= Curtis Cavielle Taylor =

American lawyer (1896–1967)

Curtis Cavielle Taylor (1896–1967) was an African American pioneering criminal attorney and civil rights lawyer. He was nicknamed, "The Black Clarence Darrow". Taylor lived in Los Angeles, California.

== Biography ==
Curtis Cavielle Taylor was born in 1896 in Edna, Jackson County, Texas. His cousin was Hobart Taylor. He graduated from Prairie View A&M University (1917); and Howard University Law School (1926).

Taylor was admitted to the State Bar of California in March 1927 and opened up a private legal practice in Los Angeles. He wrote a news column, "Pertinent Personalities" for The Pacific Defender newspaper around 1927. He married Lotus Blossom Roberts on April 11, 1940 in Yuma, Arizona.

His involvement in the Rush Griffin murder case of 1934, led to a statute regarding stays for capital cases in California. He was one of the lawyers in 1938 for George Farley, who killed two Deputy Marshals when they came to his house to evict him. In 1958, Taylor was shot in his office by Warren Willie Stroud. Taylor was representing Stroud's wife who was filing a court case for spousal abuse. He survived the shooting.
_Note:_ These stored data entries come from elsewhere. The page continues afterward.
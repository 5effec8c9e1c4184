//! Render settings.
//!
//! Handles loading, validating, and merging `adcraft.toml`. Settings cover
//! everything about *how* a campaign is rendered that is not part of the
//! brief or the brand: where files live, which background source to use,
//! where to look for fonts, and how many workers to run.
//!
//! Brand and campaign inputs are JSON and live in [`crate::brief`].
//!
//! ## Configuration Options
//!
//! ```toml
//! # All options are optional - defaults shown below
//!
//! [output]
//! dir = "output"                      # Campaign folders are created here
//!
//! [assets]
//! root = "."                          # Relative asset paths resolve against this
//! cta_button = "assets/cta-button.png"
//!
//! [backgrounds]
//! # dir = "backgrounds"               # {dir}/{region}.png; omit for synthetic
//! focus = "center"                    # Vertical crop focus: top, center, bottom
//!
//! [fonts]
//! search_dirs = ["/System/Library/Fonts", "/Library/Fonts", "~/.fonts", "fonts"]
//! fallback_families = ["Impact", "Arial Bold", "Helvetica Bold"]
//!
//! [text]
//! max_width_percent = 70.0            # Headline wrap width, % of image width
//!
//! [processing]
//! max_processes = 4                   # Max parallel workers (omit for auto)
//! ```
//!
//! ## Partial Configuration
//!
//! Config files are sparse; override just the values you want:
//!
//! ```toml
//! [backgrounds]
//! dir = "stock/regions"
//! ```
//!
//! Unknown keys are rejected to catch typos early.

use crate::imaging::Focus;
use serde::{Deserialize, Serialize};
use std::fs;
use std::path::{Path, PathBuf};
use thiserror::Error;

/// File name looked up in the working directory when no `--config` is given.
pub const CONFIG_FILE_NAME: &str = "adcraft.toml";

#[derive(Error, Debug)]
pub enum ConfigError {
    #[error("IO error: {0}")]
    Io(#[from] std::io::Error),
    #[error("TOML parse error: {0}")]
    Toml(#[from] toml::de::Error),
    #[error("TOML serialize error: {0}")]
    TomlSer(#[from] toml::ser::Error),
    #[error("Config validation error: {0}")]
    Validation(String),
}

/// Render settings loaded from `adcraft.toml`.
///
/// All fields have defaults. User config files need only specify the values
/// they want to override. Unknown keys are rejected.
#[derive(Debug, Clone, Default, PartialEq, Serialize, Deserialize)]
#[serde(default, deny_unknown_fields)]
pub struct RenderConfig {
    /// Where campaign folders are written.
    pub output: OutputConfig,
    /// Asset root and the shared CTA button image.
    pub assets: AssetsConfig,
    /// Background source and crop focus.
    pub backgrounds: BackgroundsConfig,
    /// Font search locations and the family fallback chain.
    pub fonts: FontsConfig,
    /// Headline layout settings.
    pub text: TextConfig,
    /// Parallel processing settings.
    pub processing: ProcessingConfig,
}

impl RenderConfig {
    /// Validate config values are within acceptable ranges.
    pub fn validate(&self) -> Result<(), ConfigError> {
        if self.output.dir.trim().is_empty() {
            return Err(ConfigError::Validation(
                "output.dir must not be empty".into(),
            ));
        }
        let pct = self.text.max_width_percent;
        if !(pct > 0.0 && pct <= 100.0) {
            return Err(ConfigError::Validation(
                "text.max_width_percent must be in (0, 100]".into(),
            ));
        }
        if self.processing.max_processes == Some(0) {
            return Err(ConfigError::Validation(
                "processing.max_processes must be at least 1".into(),
            ));
        }
        Ok(())
    }
}

#[derive(Debug, Clone, PartialEq, Serialize, Deserialize)]
#[serde(default, deny_unknown_fields)]
pub struct OutputConfig {
    pub dir: String,
}

impl Default for OutputConfig {
    fn default() -> Self {
        Self {
            dir: "output".to_string(),
        }
    }
}

/// Asset locations.
#[derive(Debug, Clone, PartialEq, Serialize, Deserialize)]
#[serde(default, deny_unknown_fields)]
pub struct AssetsConfig {
    /// Relative product, logo and button paths resolve against this directory.
    pub root: String,
    /// CTA button image. An empty string disables the button.
    pub cta_button: String,
}

impl Default for AssetsConfig {
    fn default() -> Self {
        Self {
            root: ".".to_string(),
            cta_button: "assets/cta-button.png".to_string(),
        }
    }
}

impl AssetsConfig {
    /// Resolve an asset path: absolute paths pass through, relative ones
    /// are joined onto [`root`](Self::root).
    pub fn resolve(&self, path: &str) -> PathBuf {
        let path = Path::new(path);
        if path.is_absolute() {
            path.to_path_buf()
        } else {
            Path::new(&self.root).join(path)
        }
    }

    /// The CTA button path, or `None` when disabled.
    pub fn cta_button_path(&self) -> Option<PathBuf> {
        let trimmed = self.cta_button.trim();
        (!trimmed.is_empty()).then(|| self.resolve(trimmed))
    }
}

/// Background source settings.
#[derive(Debug, Clone, Default, PartialEq, Serialize, Deserialize)]
#[serde(default, deny_unknown_fields)]
pub struct BackgroundsConfig {
    /// Directory of `{region}.{png,jpg,jpeg,webp}` files.
    /// When absent, backgrounds are synthesised.
    pub dir: Option<String>,
    /// Vertical focus of the cover crop.
    pub focus: Focus,
}

/// Font resolution settings.
#[derive(Debug, Clone, PartialEq, Serialize, Deserialize)]
#[serde(default, deny_unknown_fields)]
pub struct FontsConfig {
    /// Directories searched (recursively, a few levels deep) for `.ttf`/`.otf`
    /// files. A leading `~` expands to the home directory.
    pub search_dirs: Vec<String>,
    /// Families tried, in order, after the brand's headline font.
    pub fallback_families: Vec<String>,
}

impl Default for FontsConfig {
    fn default() -> Self {
        Self {
            search_dirs: [
                "/System/Library/Fonts",
                "/System/Library/Fonts/Supplemental",
                "/Library/Fonts",
                "~/.fonts",
                "~/.local/share/fonts",
                "/usr/share/fonts",
                "fonts",
            ]
            .map(String::from)
            .to_vec(),
            fallback_families: [
                "Impact",
                "Arial Bold",
                "Helvetica Bold",
                "Arial Black",
                "Futura Bold",
                "Helvetica Neue Bold",
                "Oswald Bold",
                "Oswald",
                "DejaVu Sans Bold",
            ]
            .map(String::from)
            .to_vec(),
        }
    }
}

impl FontsConfig {
    /// Search directories with `~` expanded.
    pub fn expanded_search_dirs(&self) -> Vec<PathBuf> {
        let home = std::env::var_os("HOME").map(PathBuf::from);
        self.search_dirs
            .iter()
            .filter_map(|dir| match (dir.strip_prefix("~/"), &home) {
                (Some(rest), Some(home)) => Some(home.join(rest)),
                (Some(_), None) => None,
                (None, _) => Some(PathBuf::from(dir)),
            })
            .collect()
    }
}

/// Headline layout settings.
#[derive(Debug, Clone, PartialEq, Serialize, Deserialize)]
#[serde(default, deny_unknown_fields)]
pub struct TextConfig {
    /// Maximum wrapped line width as a percentage of the image width.
    pub max_width_percent: f64,
}

impl Default for TextConfig {
    fn default() -> Self {
        Self {
            max_width_percent: 70.0,
        }
    }
}

/// Parallel processing settings.
#[derive(Debug, Clone, Default, PartialEq, Serialize, Deserialize)]
#[serde(default, deny_unknown_fields)]
pub struct ProcessingConfig {
    /// Maximum number of products rendered in parallel.
    /// When absent, defaults to the number of CPU cores.
    /// Values larger than the core count are clamped down.
    pub max_processes: Option<usize>,
}

/// Resolve the effective thread count from config.
///
/// - `None` → use all available cores
/// - `Some(n)` → use `min(n, cores)` (user can constrain down, not up)
pub fn effective_threads(config: &ProcessingConfig) -> usize {
    let cores = std::thread::available_parallelism()
        .map(|n| n.get())
        .unwrap_or(1);
    config.max_processes.map(|n| n.min(cores)).unwrap_or(cores)
}

// =============================================================================
// Config loading, merging, and validation
// =============================================================================

/// Returns the stock default config as a `toml::Value::Table`.
///
/// This is the base layer user overrides are merged on top of.
pub fn stock_defaults_value() -> Result<toml::Value, ConfigError> {
    Ok(toml::Value::try_from(RenderConfig::default())?)
}

/// Recursively merge `overlay` on top of `base`.
///
/// - Tables are merged key-by-key (overlay keys override base keys).
/// - Non-table values in overlay replace base values entirely.
/// - Keys in base that are not in overlay are preserved.
pub fn merge_toml(base: toml::Value, overlay: toml::Value) -> toml::Value {
    match (base, overlay) {
        (toml::Value::Table(mut base_table), toml::Value::Table(overlay_table)) => {
            for (key, overlay_val) in overlay_table {
                let merged = match base_table.remove(&key) {
                    Some(base_val) => merge_toml(base_val, overlay_val),
                    None => overlay_val,
                };
                base_table.insert(key, merged);
            }
            toml::Value::Table(base_table)
        }
        (_, overlay) => overlay,
    }
}

/// Read a settings file as a raw TOML value.
///
/// Returns `Ok(None)` if the file does not exist.
pub fn load_raw_config(path: &Path) -> Result<Option<toml::Value>, ConfigError> {
    if !path.exists() {
        return Ok(None);
    }
    let content = fs::read_to_string(path)?;
    let value: toml::Value = toml::from_str(&content)?;
    Ok(Some(value))
}

/// Merge an optional overlay onto a base value, then deserialize and validate.
pub fn resolve_config(
    base: toml::Value,
    overlay: Option<toml::Value>,
) -> Result<RenderConfig, ConfigError> {
    let merged = match overlay {
        Some(ov) => merge_toml(base, ov),
        None => base,
    };
    let config: RenderConfig = merged.try_into()?;
    config.validate()?;
    Ok(config)
}

/// Load settings from `path`, falling back to stock defaults when the file
/// does not exist.
pub fn load_config(path: &Path) -> Result<RenderConfig, ConfigError> {
    let overlay = load_raw_config(path)?;
    resolve_config(stock_defaults_value()?, overlay)
}

/// Load settings from a path the user named explicitly; a missing file is an error.
pub fn load_required_config(path: &Path) -> Result<RenderConfig, ConfigError> {
    match load_raw_config(path)? {
        Some(overlay) => resolve_config(stock_defaults_value()?, Some(overlay)),
        None => Err(ConfigError::Validation(format!(
            "config file not found: {}",
            path.display()
        ))),
    }
}

/// Returns a fully-commented stock `adcraft.toml` with all keys and explanations.
///
/// Used by the `gen-config` CLI command.
pub fn stock_config_toml() -> &'static str {
    r##"# adcraft Configuration
# =====================
# All settings are optional. Remove or comment out any you don't need.
# Values shown below are the defaults.
#
# Unknown keys will cause an error.

# ---------------------------------------------------------------------------
# Output
# ---------------------------------------------------------------------------
[output]
# Campaign folders ({campaign}_{region}/{product}/{ratio}.png) go here.
dir = "output"

# ---------------------------------------------------------------------------
# Assets
# ---------------------------------------------------------------------------
[assets]
# Relative product, logo and button paths resolve against this directory.
root = "."
# Call-to-action button image. Skipped with a warning if the file is missing.
# Set to "" to disable the button entirely.
cta_button = "assets/cta-button.png"

# ---------------------------------------------------------------------------
# Backgrounds
# ---------------------------------------------------------------------------
[backgrounds]
# Directory holding one landscape image per region: {dir}/{region}.png
# (.jpg, .jpeg and .webp also work). Omit to synthesise backgrounds.
# dir = "backgrounds"
# Which part of a tall background survives cropping: top, center, bottom.
focus = "center"

# ---------------------------------------------------------------------------
# Fonts
# ---------------------------------------------------------------------------
[fonts]
# Directories searched for .ttf/.otf files. "~" expands to $HOME.
search_dirs = [
    "/System/Library/Fonts",
    "/System/Library/Fonts/Supplemental",
    "/Library/Fonts",
    "~/.fonts",
    "~/.local/share/fonts",
    "/usr/share/fonts",
    "fonts",
]
# Tried in order after the brand's headline font. When none resolves,
# a built-in bitmap face is used.
fallback_families = [
    "Impact",
    "Arial Bold",
    "Helvetica Bold",
    "Arial Black",
    "Futura Bold",
    "Helvetica Neue Bold",
    "Oswald Bold",
    "Oswald",
    "DejaVu Sans Bold",
]

# ---------------------------------------------------------------------------
# Headline text
# ---------------------------------------------------------------------------
[text]
# Lines wrap before exceeding this percentage of the image width.
max_width_percent = 70.0

# ---------------------------------------------------------------------------
# Processing
# ---------------------------------------------------------------------------
[processing]
# Maximum products rendered in parallel.
# Omit or comment out to auto-detect (= number of CPU cores).
# max_processes = 4
"##
}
In 1959, Taylor was honored with the alumni award during the convocation address at Prairie View A&M University. Judge Earl C. Broady, who began his legal career working in Taylor's office, gave a million dollar gift to Howard University in 1987 in his honor. The UCLA Library has numerous photos of him with other prominent African Americans in their archival collection.

== Death and legacy ==
Taylor died in September 1967 at Sawtelle Veterans Administration Hospital in Los Angeles, California.